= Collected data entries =
========

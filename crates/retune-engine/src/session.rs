//! Transactional override session
//!
//! Snapshot, apply, and restore of named ambient settings around one
//! protected operation. Opening a session acquires (snapshot + apply);
//! restoring releases. Release runs on every exit path: explicitly on the
//! success and failure paths of the orchestrator, and from `Drop` as a last
//! resort if an open session is abandoned mid-flight.

use retune_core::SettingOverride;
use tracing::warn;

use crate::settings::{SettingsBackend, SettingsError};

/// An open override session: prior values captured, overrides applied.
///
/// The snapshot is scoped strictly to this session and consumed exactly
/// once by [`restore`](OverrideSession::restore).
pub struct OverrideSession<'a> {
    backend: &'a dyn SettingsBackend,
    overrides: &'a [SettingOverride],
    /// Captured prior value per override, in order; `None` is the unset
    /// sentinel
    snapshot: Vec<Option<String>>,
    restored: bool,
}

impl<'a> OverrideSession<'a> {
    /// Snapshot the current values of the rule's settings, then apply the
    /// overrides in order.
    ///
    /// The snapshot completes before the first assignment, so duplicate
    /// names restore correctly: every occurrence captures the pre-apply
    /// value, and apply order makes the last occurrence win. If an
    /// assignment is rejected the already-applied prefix is rolled back
    /// before the error surfaces.
    pub fn open(
        backend: &'a dyn SettingsBackend,
        overrides: &'a [SettingOverride],
    ) -> Result<Self, SettingsError> {
        let snapshot = overrides
            .iter()
            .map(|entry| backend.current(&entry.name))
            .collect();

        let mut session = Self {
            backend,
            overrides,
            snapshot,
            restored: false,
        };

        for entry in overrides {
            if let Err(err) = backend.assign(&entry.name, Some(&entry.value)) {
                if let Err(rollback_err) = session.restore() {
                    warn!(
                        "rollback after rejected override assignment also failed: {}",
                        rollback_err
                    );
                }
                return Err(err);
            }
        }

        Ok(session)
    }

    /// Number of overrides in effect
    pub fn len(&self) -> usize {
        self.overrides.len()
    }

    /// True when the matched rule carried no settings
    pub fn is_empty(&self) -> bool {
        self.overrides.is_empty()
    }

    /// Set every setting back to its captured value, in order.
    ///
    /// All entries are attempted even after a failure; the first error is
    /// reported once the pass completes. Later calls, including the drop
    /// path, are no-ops.
    pub fn restore(&mut self) -> Result<(), SettingsError> {
        if self.restored {
            return Ok(());
        }
        self.restored = true;

        let mut first_error = None;
        for (entry, saved) in self.overrides.iter().zip(&self.snapshot) {
            if let Err(err) = self.backend.assign(&entry.name, saved.as_deref()) {
                if first_error.is_none() {
                    first_error = Some(err);
                }
            }
        }

        match first_error {
            Some(err) => Err(err),
            None => Ok(()),
        }
    }
}

impl Drop for OverrideSession<'_> {
    fn drop(&mut self) {
        if !self.restored {
            if let Err(err) = self.restore() {
                warn!("failed to restore overridden settings on drop: {}", err);
            }
        }
    }
}

// Manual `Debug` (the `&dyn SettingsBackend` field is not `Debug`, so this
// cannot be derived). Required by tests that call `unwrap_err()` on an
// `open` result, which prints the `Ok` value via `Debug`.
impl std::fmt::Debug for OverrideSession<'_> {
    fn fmt(&self, f: &mut std::fmt::Formatter<'_>) -> std::fmt::Result {
        f.debug_struct("OverrideSession")
            .field("overrides", &self.overrides)
            .field("snapshot", &self.snapshot)
            .field("restored", &self.restored)
            .finish()
    }
}
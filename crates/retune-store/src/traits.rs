//! Core trait definition for rule storage backends

use async_trait::async_trait;
use retune_core::OverrideRule;

use crate::StoreResult;

/// Storage interface the override engine loads its rules from.
///
/// # Contract
///
/// - Only enabled rules are returned, ordered by descending priority.
///   Consumers never re-sort; ties keep the store's order.
/// - Absence of backing storage is not an error: implementations return an
///   empty list so the engine proceeds with no overrides (fail-open).
/// - A malformed individual setting inside a record is dropped with a
///   warning rather than failing the whole record.
///
/// # Thread Safety
///
/// Implementations must be `Send + Sync` for use across async tasks.
#[async_trait]
pub trait RuleStore: Send + Sync {
    /// Fetch the current enabled rule set, highest priority first
    async fn list_enabled_rules(&self) -> StoreResult<Vec<OverrideRule>>;
}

========

= Work to be completed =
Retrieve each line of the data in which the word "every" can be found.

= Answer to the exercise =
//! restoring releases. Release runs on every exit path: explicitly on the
    /// names restore correctly: every occurrence captures the pre-apply
    /// Set every setting back to its captured value, in order.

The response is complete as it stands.